Data records
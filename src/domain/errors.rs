use thiserror::Error;

/// Marker the backend embeds in authentication failure messages; any error
/// carrying it forces a logout regardless of which call produced it.
pub const AUTH_REQUIRED_MARKER: &str = "Authentication required";

#[derive(Error, Debug)]
pub enum DomainError {
    #[error("Authentication required")]
    AuthRequired,
    #[error("Forbidden: {0}")]
    Forbidden(String),
    #[error("Not found: {0}")]
    NotFound(String),
    #[error("Validation error: {0}")]
    Validation(String),
    #[error("Conflict: {0}")]
    Conflict(String),
    #[error("Transport error: {0}")]
    Transport(String),
}

impl DomainError {
    /// True when this error must terminate the session: a 401 from any
    /// endpoint, or a server message carrying the auth marker.
    pub fn is_auth_required(&self) -> bool {
        match self {
            DomainError::AuthRequired => true,
            DomainError::Forbidden(msg)
            | DomainError::NotFound(msg)
            | DomainError::Validation(msg)
            | DomainError::Conflict(msg)
            | DomainError::Transport(msg) => msg.contains(AUTH_REQUIRED_MARKER),
        }
    }
}

pub type DomainResult<T> = Result<T, DomainError>;

#[cfg(test)]
mod tests {
    use super::*;

    #[test]
    fn auth_variant_is_auth_required() {
        assert!(DomainError::AuthRequired.is_auth_required());
    }

    #[test]
    fn marker_in_message_is_auth_required() {
        let err = DomainError::Transport("Authentication required - no token".to_string());
        assert!(err.is_auth_required());
    }

    #[test]
    fn ordinary_errors_are_not_auth() {
        assert!(!DomainError::NotFound("Booking 9 not found".to_string()).is_auth_required());
        assert!(!DomainError::Transport("connection reset".to_string()).is_auth_required());
    }
}
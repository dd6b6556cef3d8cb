pub mod queues;

pub use queues::*;
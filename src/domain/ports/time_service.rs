use async_trait::async_trait;
use std::time::Duration;

/// Clock seam for everything the polling engine waits on: the refresh
/// interval and the pause safety timeout. Tests drive it under a paused
/// runtime clock.
#[async_trait]
pub trait TimeService: Send + Sync {
    async fn sleep(&self, duration: Duration);
}
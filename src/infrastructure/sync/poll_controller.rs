use std::sync::atomic::{AtomicBool, Ordering};
use std::sync::Arc;
use std::time::Duration;

use tokio::sync::{mpsc, Mutex, RwLock};
use tokio::task::JoinHandle;
use tracing::{debug, error, info};

use crate::domain::entities::{Booking, BookingPatch, Role, Session};
use crate::domain::errors::DomainResult;
use crate::domain::ports::{DispatchApi, TimeService};
use crate::infrastructure::sync::cache::BookingCache;
use crate::shared::events::{EventBus, SystemEvent};

/// Which feed a controller polls: the shared dispatch collection (optionally
/// region-narrowed) or one field agent's own bookings.
#[derive(Debug, Clone, Copy)]
pub enum FeedScope {
    Dispatch { region_id: Option<i64> },
    Agent { agent_id: i64 },
}

impl FeedScope {
    pub fn for_session(session: &Session, region_id: Option<i64>) -> FeedScope {
        match session.role {
            Role::Admin | Role::Dispatcher => FeedScope::Dispatch { region_id },
            Role::FieldAgent => FeedScope::Agent {
                agent_id: session.user_id,
            },
        }
    }

    async fn fetch(&self, api: &dyn DispatchApi) -> DomainResult<Vec<Booking>> {
        match *self {
            FeedScope::Dispatch { region_id } => api.list_bookings(region_id).await,
            FeedScope::Agent { agent_id } => api.list_agent_bookings(agent_id).await,
        }
    }
}

#[derive(Debug, Clone, Copy)]
pub struct PollingConfig {
    /// Cadence of silent background refreshes.
    pub interval: Duration,
    /// How long a pause may last before polling resumes on its own. Guards
    /// against a caller that pauses and never resumes.
    pub pause_safety: Duration,
}

impl Default for PollingConfig {
    fn default() -> Self {
        Self {
            interval: Duration::from_secs(30),
            pause_safety: Duration::from_secs(300),
        }
    }
}

enum Command {
    Pause,
    Resume,
    Shutdown,
}

/// Polling engine for one view of the booking collection. All the timer and
/// guard state that governs refresh behavior lives here, with an explicit
/// start/shutdown lifecycle; nothing is ambient.
///
/// Behavior contract:
/// - one silent refresh per interval while running, none while paused;
/// - at most one fetch in flight, ever — an overlapping tick or refetch is
///   dropped, not queued;
/// - `pause_polling` stops the timer entirely and arms a one-shot safety
///   resume; `resume_polling` cancels that and restarts the timer;
/// - optimistic patches touch only the in-memory cache and are overwritten
///   wholesale by the next successful fetch;
/// - an auth-required fetch error halts the engine permanently and publishes
///   `SessionExpired`; a rebuilt controller is the only way back;
/// - `shutdown` (or drop) cancels the driver task so no late update lands on
///   disposed state.
pub struct PollController {
    shared: Arc<Shared>,
    commands: mpsc::UnboundedSender<Command>,
    driver: JoinHandle<()>,
}

struct Shared {
    api: Arc<dyn DispatchApi>,
    time: Arc<dyn TimeService>,
    events: Arc<dyn EventBus>,
    scope: FeedScope,
    cache: RwLock<BookingCache>,
    error: Mutex<Option<String>>,
    loading: AtomicBool,
    in_flight: AtomicBool,
    halted: AtomicBool,
}

impl Shared {
    fn halted(&self) -> bool {
        self.halted.load(Ordering::SeqCst)
    }

    /// Claim the single fetch slot. Fails when a fetch is already in flight
    /// or the engine has been halted.
    fn begin_fetch(&self) -> bool {
        !self.halted()
            && self
                .in_flight
                .compare_exchange(false, true, Ordering::SeqCst, Ordering::SeqCst)
                .is_ok()
    }

    async fn fetch_once(&self, show_loading: bool) {
        if !self.begin_fetch() {
            debug!("fetch skipped: in flight or halted");
            return;
        }

        if show_loading {
            self.loading.store(true, Ordering::SeqCst);
        }
        *self.error.lock().await = None;

        match self.scope.fetch(self.api.as_ref()).await {
            Ok(bookings) => {
                // A shutdown may have raced the response; disposed state
                // never observes it.
                if !self.halted() {
                    let count = bookings.len();
                    self.cache.write().await.replace(bookings);
                    self.events.publish(SystemEvent::BookingsRefreshed {
                        count,
                        timestamp: chrono::Utc::now().to_rfc3339(),
                    });
                }
            }
            Err(err) => {
                if !self.halted() {
                    error!("booking fetch failed: {}", err);
                    *self.error.lock().await = Some(err.to_string());

                    if err.is_auth_required() {
                        info!("authentication expired, halting polling");
                        self.halted.store(true, Ordering::SeqCst);
                        self.events.publish(SystemEvent::SessionExpired {
                            timestamp: chrono::Utc::now().to_rfc3339(),
                        });
                    }
                }
            }
        }

        self.in_flight.store(false, Ordering::SeqCst);
        if show_loading {
            self.loading.store(false, Ordering::SeqCst);
        }
    }
}

impl PollController {
    pub fn start(
        api: Arc<dyn DispatchApi>,
        time: Arc<dyn TimeService>,
        events: Arc<dyn EventBus>,
        scope: FeedScope,
        config: PollingConfig,
    ) -> PollController {
        let shared = Arc::new(Shared {
            api,
            time,
            events,
            scope,
            cache: RwLock::new(BookingCache::default()),
            error: Mutex::new(None),
            loading: AtomicBool::new(true),
            in_flight: AtomicBool::new(false),
            halted: AtomicBool::new(false),
        });

        let (commands, receiver) = mpsc::unbounded_channel();
        let driver = tokio::spawn(Self::drive(shared.clone(), receiver, config));

        PollController {
            shared,
            commands,
            driver,
        }
    }

    async fn drive(
        shared: Arc<Shared>,
        mut commands: mpsc::UnboundedReceiver<Command>,
        config: PollingConfig,
    ) {
        // The first load is the only one that flips the loading flag on its
        // own; every later tick refreshes silently.
        shared.fetch_once(true).await;

        let mut paused = false;
        loop {
            if shared.halted() {
                break;
            }

            if paused {
                // No interval timer exists while paused; only a command or
                // the safety timeout can wake the engine.
                tokio::select! {
                    command = commands.recv() => match command {
                        Some(Command::Resume) => paused = false,
                        Some(Command::Pause) => {} // restarts the safety timeout
                        Some(Command::Shutdown) | None => break,
                    },
                    _ = shared.time.sleep(config.pause_safety) => {
                        info!("polling paused too long, auto-resuming");
                        paused = false;
                    }
                }
            } else {
                tokio::select! {
                    command = commands.recv() => match command {
                        Some(Command::Pause) => paused = true,
                        Some(Command::Resume) => {}
                        Some(Command::Shutdown) | None => break,
                    },
                    _ = shared.time.sleep(config.interval) => {
                        shared.fetch_once(false).await;
                    }
                }
            }
        }

        debug!("polling driver stopped");
    }

    /// Current cache snapshot.
    pub async fn bookings(&self) -> Vec<Booking> {
        self.shared.cache.read().await.snapshot()
    }

    pub async fn booking(&self, booking_id: i64) -> Option<Booking> {
        self.shared.cache.read().await.get(booking_id).cloned()
    }

    /// Force an immediate refresh with the loading indicator, subject to the
    /// same single-flight guard as background ticks.
    pub async fn refetch(&self) {
        self.shared.fetch_once(true).await;
    }

    /// Stop the interval timer entirely. A safety timeout resumes polling on
    /// its own if nobody calls `resume_polling`.
    pub fn pause_polling(&self) {
        let _ = self.commands.send(Command::Pause);
    }

    pub fn resume_polling(&self) {
        let _ = self.commands.send(Command::Resume);
    }

    /// Patch the cached copy of one booking without a round trip. The patch
    /// is not persisted anywhere; the next poll's response silently wins.
    pub async fn optimistic_update(&self, booking_id: i64, patch: &BookingPatch) {
        if !self.shared.cache.write().await.patch(booking_id, patch) {
            debug!("optimistic update dropped: booking {} not cached", booking_id);
        }
    }

    pub fn is_loading(&self) -> bool {
        self.shared.loading.load(Ordering::SeqCst)
    }

    /// True once the engine stopped over an expired session.
    pub fn is_halted(&self) -> bool {
        self.shared.halted()
    }

    pub async fn last_error(&self) -> Option<String> {
        self.shared.error.lock().await.clone()
    }

    /// Tear the engine down: no further tick, safety timeout, or in-flight
    /// completion will touch the cache after this returns.
    pub fn shutdown(&self) {
        self.shared.halted.store(true, Ordering::SeqCst);
        let _ = self.commands.send(Command::Shutdown);
        self.driver.abort();
    }
}

impl Drop for PollController {
    fn drop(&mut self) {
        self.shared.halted.store(true, Ordering::SeqCst);
        self.driver.abort();
    }
}
use serde::{Deserialize, Deserializer, Serialize, Serializer};
use std::fmt;

/// Availability verdict computed by the search endpoint for one agent in one
/// time window. Anything other than `available` keeps the reason string the
/// server produced (time-off, missing timesheet, already booked, ...).
#[derive(Debug, Clone, PartialEq, Eq)]
pub enum Availability {
    Available,
    Unavailable(String),
}

impl Availability {
    pub fn is_available(&self) -> bool {
        matches!(self, Availability::Available)
    }
}

impl From<String> for Availability {
    fn from(s: String) -> Self {
        if s.trim().eq_ignore_ascii_case("available") {
            Availability::Available
        } else {
            Availability::Unavailable(s)
        }
    }
}

impl fmt::Display for Availability {
    fn fmt(&self, f: &mut fmt::Formatter<'_>) -> fmt::Result {
        match self {
            Availability::Available => write!(f, "available"),
            Availability::Unavailable(reason) => write!(f, "{}", reason),
        }
    }
}

impl Serialize for Availability {
    fn serialize<S: Serializer>(&self, serializer: S) -> Result<S::Ok, S::Error> {
        serializer.serialize_str(&self.to_string())
    }
}

impl<'de> Deserialize<'de> for Availability {
    fn deserialize<D: Deserializer<'de>>(deserializer: D) -> Result<Self, D::Error> {
        Ok(Availability::from(String::deserialize(deserializer)?))
    }
}

// Older API builds serialize the computed distance as a decimal string.
fn distance_from_number_or_string<'de, D>(deserializer: D) -> Result<f64, D::Error>
where
    D: Deserializer<'de>,
{
    #[derive(Deserialize)]
    #[serde(untagged)]
    enum Raw {
        Number(f64),
        Text(String),
    }

    match Raw::deserialize(deserializer)? {
        Raw::Number(n) => Ok(n),
        Raw::Text(s) => s
            .trim()
            .parse::<f64>()
            .map_err(|_| serde::de::Error::custom(format!("invalid distance value: {}", s))),
    }
}

/// One candidate returned by the nearest-available-agent search. This is a
/// projection for assignment, not the full agent profile.
#[derive(Debug, Clone, Serialize, Deserialize)]
pub struct AgentCandidate {
    #[serde(rename = "agentId")]
    pub agent_id: i64,
    pub name: String,
    #[serde(deserialize_with = "distance_from_number_or_string")]
    pub distance: f64,
    pub availability_status: Availability,
    #[serde(default)]
    pub team_id: Option<i64>,
    #[serde(default)]
    pub unavailable_reason: Option<String>,
}

impl AgentCandidate {
    /// Kilometers as shown anywhere a distance is displayed: always rounded
    /// up, so the label never understates the drive.
    pub fn display_distance_km(&self) -> u32 {
        self.distance.ceil() as u32
    }
}

/// Query parameters for the nearest-available-agent search: where the work
/// is, and the time window it occupies.
#[derive(Debug, Clone, Copy, PartialEq)]
pub struct AgentSearchQuery {
    pub latitude: f64,
    pub longitude: f64,
    pub booking_date: chrono::NaiveDate,
    pub booking_time: chrono::NaiveTime,
}

/// The subset of a search result a user may actually assign. Candidates with
/// any other status stay in the cached result for diagnostics only.
pub fn assignable_candidates(candidates: &[AgentCandidate]) -> Vec<AgentCandidate> {
    candidates
        .iter()
        .filter(|c| c.availability_status.is_available())
        .cloned()
        .collect()
}
use crate::domain::errors::{DomainError, DomainResult};
use chrono::NaiveTime;

/// Parse a booking time as entered on a form. Time inputs produce `HH:MM`;
/// the API stores second precision, so a missing seconds component is zero.
pub fn parse_booking_time(value: &str) -> DomainResult<NaiveTime> {
    let trimmed = value.trim();
    let normalized = if trimmed.len() == 5 {
        format!("{}:00", trimmed)
    } else {
        trimmed.to_string()
    };

    NaiveTime::parse_from_str(&normalized, "%H:%M:%S")
        .map_err(|_| DomainError::Validation(format!("Invalid booking time: {}", value)))
}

## Exercise aim
All that is wanted is a faithful reproduction of the line above with "self.shared.loading.load(Ordering::SeqCst)", the line with "after this returns.", and every line in between.

## Answer space
        self.shared.loading.load(Ordering::SeqCst)
    }

    /// True once the engine stopped over an expired session.
    pub fn is_halted(&self) -> bool {
        self.shared.halted()
    }

    pub async fn last_error(&self) -> Option<String> {
        self.shared.error.lock().await.clone()
    }

    /// Tear the engine down: no further tick, safety timeout, or in-flight
    /// completion will touch the cache after this returns.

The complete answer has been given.